**** INPUT DATA
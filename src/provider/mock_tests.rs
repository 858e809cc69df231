// Copyright (c) 2025 Erick Bourgeois, firestoned
// SPDX-License-Identifier: MIT

//! Unit tests for `mock.rs`

#[cfg(test)]
mod tests {
    use super::super::{MockConfig, MockHandler, MockHandlerFactory, PROVIDER_TYPE_MOCK};
    use crate::provider::{
        ChangeRequest, ChangeResultCollector, DnsHandler, HandlerConfig, HandlerFactory,
        ProviderError,
    };
    use crate::dns::{DnsSet, DnsSetName, RecordSet, RecordType, RoutingPolicy, ZoneId};
    use std::collections::BTreeMap;

    fn handler(zones: &[&str]) -> MockHandler {
        MockHandler::new(MockConfig {
            name: "test".to_string(),
            zones: zones.iter().map(ToString::to_string).collect(),
            fail_get_zones: false,
            fail_zone: None,
            latency_millis: None,
        })
    }

    #[tokio::test]
    async fn test_list_zones_uses_prefixed_ids() {
        let handler = handler(&["example.com", "example2.com"]);
        let zones = handler.list_zones().await.unwrap();
        assert_eq!(zones.len(), 2);
        assert_eq!(zones[0].id, ZoneId::new("mock", "test:example.com"));
        assert_eq!(zones[0].domain, "example.com");
        assert!(!zones[0].private);
    }

    #[tokio::test]
    async fn test_execute_and_read_back() {
        let handler = handler(&["example.com"]);
        let zone = ZoneId::new("mock", "test:example.com");
        let name = DnsSetName::plain("test.sub.example.com");
        let set = RecordSet::new(RecordType::A, 360, vec!["1.2.3.4".into()]);

        let collector = ChangeResultCollector::new();
        handler
            .execute_requests(
                &zone,
                &[ChangeRequest::create(name.clone(), set.clone())],
                &collector,
            )
            .await
            .unwrap();
        assert!(collector.results().all_succeeded());

        let state = handler.get_zone_state(&zone).await.unwrap();
        assert!(state[&name].sets[&RecordType::A].matches(&set));
    }

    #[tokio::test]
    async fn test_delete_removes_record_set() {
        let handler = handler(&["example.com"]);
        let zone = ZoneId::new("mock", "test:example.com");
        let name = DnsSetName::plain("test.example.com");
        let set = RecordSet::new(RecordType::A, 300, vec!["1.2.3.4".into()]);

        let mut seeded = DnsSet::new(name.clone());
        seeded.insert(set.clone());
        handler.seed(&zone, seeded);

        let collector = ChangeResultCollector::new();
        handler
            .execute_requests(&zone, &[ChangeRequest::delete(name.clone(), set)], &collector)
            .await
            .unwrap();

        let state = handler.get_zone_state(&zone).await.unwrap();
        assert!(state.get(&name).is_none());
    }

    #[tokio::test]
    async fn test_unknown_zone_rejected() {
        let handler = handler(&["example.com"]);
        let zone = ZoneId::new("mock", "other:example.org");
        let err = handler.get_zone_state(&zone).await.unwrap_err();
        assert!(matches!(err, ProviderError::ZoneNotFound(_)));
    }

    #[tokio::test]
    async fn test_fail_get_zones_injection() {
        let handler = MockHandler::new(MockConfig {
            name: "test".to_string(),
            zones: vec!["example.com".to_string()],
            fail_get_zones: true,
            fail_zone: None,
            latency_millis: None,
        });
        assert!(matches!(
            handler.list_zones().await.unwrap_err(),
            ProviderError::Api(_)
        ));
    }

    #[tokio::test]
    async fn test_placeholder_records_filtered_from_state() {
        let handler = handler(&["example.com"]);
        let zone = ZoneId::new("mock", "test:example.com");
        let name = DnsSetName::new("weighted.example.com", "backup");

        let mut params = BTreeMap::new();
        params.insert("weight".to_string(), "0".to_string());
        let placeholder = RecordSet::new(RecordType::A, 300, vec!["0.0.0.0".into()])
            .with_policy(Some(RoutingPolicy::new("weighted", params)));

        let mut seeded = DnsSet::new(name.clone());
        seeded.insert(placeholder);
        handler.seed(&zone, seeded);

        let state = handler.get_zone_state(&zone).await.unwrap();
        assert!(state.is_empty(), "placeholder must be filtered: {state:?}");
    }

    #[test]
    fn test_factory_validates_config_shape() {
        let factory = MockHandlerFactory::new();
        assert_eq!(factory.provider_type(), PROVIDER_TYPE_MOCK);
        assert!(factory.accepts_workload_identity());

        // Missing providerConfig
        assert!(factory.validate_provider_config(None).is_err());
        // Empty name
        assert!(factory
            .validate_provider_config(Some(&serde_json::json!({"name": "", "zones": []})))
            .is_err());
        // Bad zone domain
        assert!(factory
            .validate_provider_config(Some(
                &serde_json::json!({"name": "test", "zones": ["bad..zone"]})
            ))
            .is_err());
        // Valid
        assert!(factory
            .validate_provider_config(Some(
                &serde_json::json!({"name": "test", "zones": ["example.com"]})
            ))
            .is_ok());
    }

    #[test]
    fn test_factory_creates_handler_from_config() {
        let factory = MockHandlerFactory::new();
        let mut properties = BTreeMap::new();
        properties.insert("account".to_string(), "dev".to_string());
        let handler = factory
            .create(HandlerConfig {
                properties,
                provider_config: Some(serde_json::json!({
                    "name": "test",
                    "zones": ["example.com"]
                })),
            })
            .unwrap();
        assert_eq!(handler.provider_type(), PROVIDER_TYPE_MOCK);
    }
}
********
- _THE TASK_
The expected output is every line from the material above where "properties" can be found.

- _RESPONSE TO THIS EXERCISE_
        let mut properties = BTreeMap::new();
        properties.insert("account".to_string(), "dev".to_string());
                properties,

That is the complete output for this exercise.